◆ **About this exercise**
Every line with the string "QueryResponse" in it belongs in your answer, so copy them all from the data.

[[ Exercise inputs open ]]

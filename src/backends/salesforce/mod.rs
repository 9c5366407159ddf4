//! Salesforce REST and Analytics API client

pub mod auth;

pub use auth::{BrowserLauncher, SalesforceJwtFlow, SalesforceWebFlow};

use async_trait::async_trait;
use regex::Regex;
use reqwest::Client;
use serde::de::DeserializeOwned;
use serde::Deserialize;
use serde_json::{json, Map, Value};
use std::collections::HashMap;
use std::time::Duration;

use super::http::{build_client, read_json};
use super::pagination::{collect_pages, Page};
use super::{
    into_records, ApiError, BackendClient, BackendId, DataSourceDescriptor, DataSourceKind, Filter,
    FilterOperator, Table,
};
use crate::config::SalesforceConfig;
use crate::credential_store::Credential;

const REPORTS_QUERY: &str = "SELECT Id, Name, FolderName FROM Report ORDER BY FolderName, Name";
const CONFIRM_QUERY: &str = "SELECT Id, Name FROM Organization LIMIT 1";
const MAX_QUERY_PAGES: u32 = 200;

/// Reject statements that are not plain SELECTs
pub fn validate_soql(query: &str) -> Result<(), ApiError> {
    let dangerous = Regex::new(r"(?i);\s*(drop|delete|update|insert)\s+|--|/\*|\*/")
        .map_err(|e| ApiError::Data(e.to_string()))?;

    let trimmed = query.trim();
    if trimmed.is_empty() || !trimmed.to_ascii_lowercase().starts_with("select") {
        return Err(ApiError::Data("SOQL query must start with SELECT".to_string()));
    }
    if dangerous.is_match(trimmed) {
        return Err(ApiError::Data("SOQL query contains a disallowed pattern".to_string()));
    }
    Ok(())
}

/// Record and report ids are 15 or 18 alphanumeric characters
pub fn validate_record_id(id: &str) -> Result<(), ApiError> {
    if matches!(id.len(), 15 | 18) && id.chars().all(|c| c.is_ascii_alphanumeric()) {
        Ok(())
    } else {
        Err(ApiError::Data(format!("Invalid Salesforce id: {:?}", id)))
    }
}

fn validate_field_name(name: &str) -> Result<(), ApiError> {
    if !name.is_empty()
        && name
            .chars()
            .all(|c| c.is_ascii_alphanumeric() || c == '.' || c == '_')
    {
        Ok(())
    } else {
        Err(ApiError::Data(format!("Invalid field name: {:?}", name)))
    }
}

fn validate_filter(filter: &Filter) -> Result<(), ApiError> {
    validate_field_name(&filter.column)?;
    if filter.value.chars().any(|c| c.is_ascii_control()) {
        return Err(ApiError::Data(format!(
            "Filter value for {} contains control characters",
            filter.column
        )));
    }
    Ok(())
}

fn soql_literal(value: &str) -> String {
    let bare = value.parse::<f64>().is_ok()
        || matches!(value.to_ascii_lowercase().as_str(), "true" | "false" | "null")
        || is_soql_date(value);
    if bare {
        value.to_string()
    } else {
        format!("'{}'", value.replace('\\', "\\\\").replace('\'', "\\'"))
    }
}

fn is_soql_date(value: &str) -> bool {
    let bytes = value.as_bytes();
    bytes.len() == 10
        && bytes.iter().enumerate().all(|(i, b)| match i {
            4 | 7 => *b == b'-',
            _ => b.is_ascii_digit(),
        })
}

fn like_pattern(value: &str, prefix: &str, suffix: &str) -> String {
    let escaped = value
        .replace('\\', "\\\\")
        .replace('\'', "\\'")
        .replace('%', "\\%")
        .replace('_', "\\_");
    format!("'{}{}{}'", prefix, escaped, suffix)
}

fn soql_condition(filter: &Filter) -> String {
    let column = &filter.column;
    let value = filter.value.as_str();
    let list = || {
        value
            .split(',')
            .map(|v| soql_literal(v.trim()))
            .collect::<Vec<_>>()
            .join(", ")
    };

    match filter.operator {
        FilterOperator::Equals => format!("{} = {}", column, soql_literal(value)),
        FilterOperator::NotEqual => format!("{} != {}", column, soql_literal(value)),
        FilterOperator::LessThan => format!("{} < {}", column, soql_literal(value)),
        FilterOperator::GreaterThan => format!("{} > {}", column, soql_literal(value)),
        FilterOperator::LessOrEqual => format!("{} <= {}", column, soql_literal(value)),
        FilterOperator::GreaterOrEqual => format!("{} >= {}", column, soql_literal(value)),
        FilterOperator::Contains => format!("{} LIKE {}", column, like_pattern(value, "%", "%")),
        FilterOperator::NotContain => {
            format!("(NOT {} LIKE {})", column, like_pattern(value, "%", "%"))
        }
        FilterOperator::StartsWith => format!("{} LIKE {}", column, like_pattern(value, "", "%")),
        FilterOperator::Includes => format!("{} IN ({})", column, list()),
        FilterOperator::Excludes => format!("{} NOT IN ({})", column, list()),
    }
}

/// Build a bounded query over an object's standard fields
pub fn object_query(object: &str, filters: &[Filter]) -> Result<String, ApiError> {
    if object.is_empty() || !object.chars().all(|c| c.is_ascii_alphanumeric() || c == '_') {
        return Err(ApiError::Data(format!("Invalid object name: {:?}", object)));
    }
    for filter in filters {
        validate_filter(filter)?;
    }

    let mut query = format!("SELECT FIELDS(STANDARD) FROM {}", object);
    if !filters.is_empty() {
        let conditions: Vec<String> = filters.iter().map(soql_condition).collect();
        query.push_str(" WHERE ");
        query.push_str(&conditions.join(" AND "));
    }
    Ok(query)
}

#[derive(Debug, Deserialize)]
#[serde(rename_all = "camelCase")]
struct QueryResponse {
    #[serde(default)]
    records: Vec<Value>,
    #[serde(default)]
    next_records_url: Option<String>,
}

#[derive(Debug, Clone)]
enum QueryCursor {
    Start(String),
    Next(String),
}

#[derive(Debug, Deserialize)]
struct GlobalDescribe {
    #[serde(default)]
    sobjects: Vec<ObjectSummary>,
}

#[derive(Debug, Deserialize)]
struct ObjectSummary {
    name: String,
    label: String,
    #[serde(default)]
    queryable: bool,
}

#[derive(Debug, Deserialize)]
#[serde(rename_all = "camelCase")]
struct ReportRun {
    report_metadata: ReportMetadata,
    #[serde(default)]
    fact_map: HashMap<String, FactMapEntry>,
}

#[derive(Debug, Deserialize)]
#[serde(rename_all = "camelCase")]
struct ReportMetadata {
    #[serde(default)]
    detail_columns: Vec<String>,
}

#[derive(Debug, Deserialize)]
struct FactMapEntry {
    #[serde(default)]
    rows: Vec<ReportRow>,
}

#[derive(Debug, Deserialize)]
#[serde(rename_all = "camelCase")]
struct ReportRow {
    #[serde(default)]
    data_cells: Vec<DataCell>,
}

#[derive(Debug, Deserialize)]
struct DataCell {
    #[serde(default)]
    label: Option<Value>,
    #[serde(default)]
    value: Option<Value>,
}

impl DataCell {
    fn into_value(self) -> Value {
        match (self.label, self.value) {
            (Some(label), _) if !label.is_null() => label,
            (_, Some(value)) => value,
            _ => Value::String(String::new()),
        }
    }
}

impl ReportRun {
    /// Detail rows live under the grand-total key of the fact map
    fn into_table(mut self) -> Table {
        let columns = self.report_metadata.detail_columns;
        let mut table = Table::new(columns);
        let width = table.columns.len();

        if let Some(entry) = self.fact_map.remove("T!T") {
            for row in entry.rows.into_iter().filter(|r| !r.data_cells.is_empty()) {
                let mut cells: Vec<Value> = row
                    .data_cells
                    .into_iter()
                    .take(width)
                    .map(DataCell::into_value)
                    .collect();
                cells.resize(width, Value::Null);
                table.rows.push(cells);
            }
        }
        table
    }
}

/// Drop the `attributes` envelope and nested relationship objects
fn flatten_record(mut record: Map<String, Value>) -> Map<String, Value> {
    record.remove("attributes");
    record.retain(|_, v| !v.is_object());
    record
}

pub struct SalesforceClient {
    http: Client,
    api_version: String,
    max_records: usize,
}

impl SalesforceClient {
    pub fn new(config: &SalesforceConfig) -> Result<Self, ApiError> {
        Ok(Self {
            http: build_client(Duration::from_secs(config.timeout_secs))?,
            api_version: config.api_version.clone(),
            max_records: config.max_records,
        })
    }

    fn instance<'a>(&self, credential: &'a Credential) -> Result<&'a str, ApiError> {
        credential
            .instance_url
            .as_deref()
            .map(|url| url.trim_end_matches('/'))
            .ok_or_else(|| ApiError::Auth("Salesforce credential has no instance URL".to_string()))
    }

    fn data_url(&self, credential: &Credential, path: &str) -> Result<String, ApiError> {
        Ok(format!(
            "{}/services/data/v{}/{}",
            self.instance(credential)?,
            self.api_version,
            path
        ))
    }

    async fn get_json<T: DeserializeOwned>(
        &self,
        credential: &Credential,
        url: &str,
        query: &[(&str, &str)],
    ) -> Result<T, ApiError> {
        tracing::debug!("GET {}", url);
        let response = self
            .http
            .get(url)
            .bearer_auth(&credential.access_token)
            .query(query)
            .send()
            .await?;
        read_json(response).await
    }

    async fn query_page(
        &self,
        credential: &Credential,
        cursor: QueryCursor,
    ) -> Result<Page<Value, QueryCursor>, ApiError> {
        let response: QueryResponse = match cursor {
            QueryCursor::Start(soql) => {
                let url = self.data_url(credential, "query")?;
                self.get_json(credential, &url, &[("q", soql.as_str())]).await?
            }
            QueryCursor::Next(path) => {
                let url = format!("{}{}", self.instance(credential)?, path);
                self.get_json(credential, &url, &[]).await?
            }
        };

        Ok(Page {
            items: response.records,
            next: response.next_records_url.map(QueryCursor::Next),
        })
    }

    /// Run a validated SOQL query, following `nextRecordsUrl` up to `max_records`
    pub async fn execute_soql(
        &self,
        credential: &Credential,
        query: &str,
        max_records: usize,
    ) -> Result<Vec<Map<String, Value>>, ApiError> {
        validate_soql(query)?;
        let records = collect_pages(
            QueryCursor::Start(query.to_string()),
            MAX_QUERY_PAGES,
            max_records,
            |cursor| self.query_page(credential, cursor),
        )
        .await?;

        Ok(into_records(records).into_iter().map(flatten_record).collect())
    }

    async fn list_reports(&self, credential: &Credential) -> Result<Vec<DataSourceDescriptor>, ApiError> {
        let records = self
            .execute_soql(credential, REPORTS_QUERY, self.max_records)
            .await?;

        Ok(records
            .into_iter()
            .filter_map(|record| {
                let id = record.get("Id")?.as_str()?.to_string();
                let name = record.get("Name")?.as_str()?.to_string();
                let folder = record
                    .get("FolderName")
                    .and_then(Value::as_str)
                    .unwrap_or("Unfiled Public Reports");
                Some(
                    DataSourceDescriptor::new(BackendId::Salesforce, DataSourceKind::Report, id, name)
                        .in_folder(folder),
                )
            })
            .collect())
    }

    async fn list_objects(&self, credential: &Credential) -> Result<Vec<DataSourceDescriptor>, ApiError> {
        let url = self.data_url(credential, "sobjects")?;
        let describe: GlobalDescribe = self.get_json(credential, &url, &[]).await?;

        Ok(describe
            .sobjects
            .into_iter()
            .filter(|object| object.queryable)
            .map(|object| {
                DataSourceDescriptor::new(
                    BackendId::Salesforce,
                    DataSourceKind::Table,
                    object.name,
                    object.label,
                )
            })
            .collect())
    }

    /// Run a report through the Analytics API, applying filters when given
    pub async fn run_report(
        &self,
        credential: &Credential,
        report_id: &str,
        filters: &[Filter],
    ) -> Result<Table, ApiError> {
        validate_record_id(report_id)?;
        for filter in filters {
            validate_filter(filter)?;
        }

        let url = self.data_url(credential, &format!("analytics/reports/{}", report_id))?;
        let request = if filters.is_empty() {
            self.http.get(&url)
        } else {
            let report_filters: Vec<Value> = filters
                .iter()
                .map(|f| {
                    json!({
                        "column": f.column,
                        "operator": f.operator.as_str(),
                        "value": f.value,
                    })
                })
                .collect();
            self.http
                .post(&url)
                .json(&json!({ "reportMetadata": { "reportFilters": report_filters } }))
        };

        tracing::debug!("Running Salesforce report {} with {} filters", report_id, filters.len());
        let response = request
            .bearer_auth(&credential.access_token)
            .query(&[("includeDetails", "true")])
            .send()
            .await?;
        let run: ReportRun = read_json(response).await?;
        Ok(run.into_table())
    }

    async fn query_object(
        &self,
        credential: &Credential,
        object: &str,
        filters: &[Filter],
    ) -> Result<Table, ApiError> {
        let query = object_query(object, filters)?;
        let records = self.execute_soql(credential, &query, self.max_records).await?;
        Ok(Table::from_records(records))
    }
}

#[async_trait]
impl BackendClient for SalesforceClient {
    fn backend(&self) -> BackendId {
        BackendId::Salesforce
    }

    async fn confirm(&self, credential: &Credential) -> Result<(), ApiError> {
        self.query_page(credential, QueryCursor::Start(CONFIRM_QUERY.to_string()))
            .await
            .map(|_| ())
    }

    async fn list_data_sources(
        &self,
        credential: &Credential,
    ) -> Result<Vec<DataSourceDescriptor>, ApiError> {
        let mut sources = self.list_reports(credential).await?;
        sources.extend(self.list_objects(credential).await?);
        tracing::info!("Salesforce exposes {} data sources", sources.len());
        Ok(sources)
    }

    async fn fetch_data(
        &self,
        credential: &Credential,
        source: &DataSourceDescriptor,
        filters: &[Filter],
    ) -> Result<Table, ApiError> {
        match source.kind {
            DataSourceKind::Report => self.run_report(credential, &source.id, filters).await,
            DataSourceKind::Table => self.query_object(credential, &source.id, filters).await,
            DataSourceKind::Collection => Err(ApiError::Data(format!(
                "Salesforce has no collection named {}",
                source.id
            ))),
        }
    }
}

[[ Exercise inputs closed ]]

◆ **Response**
struct QueryResponse {
        let response: QueryResponse = match cursor {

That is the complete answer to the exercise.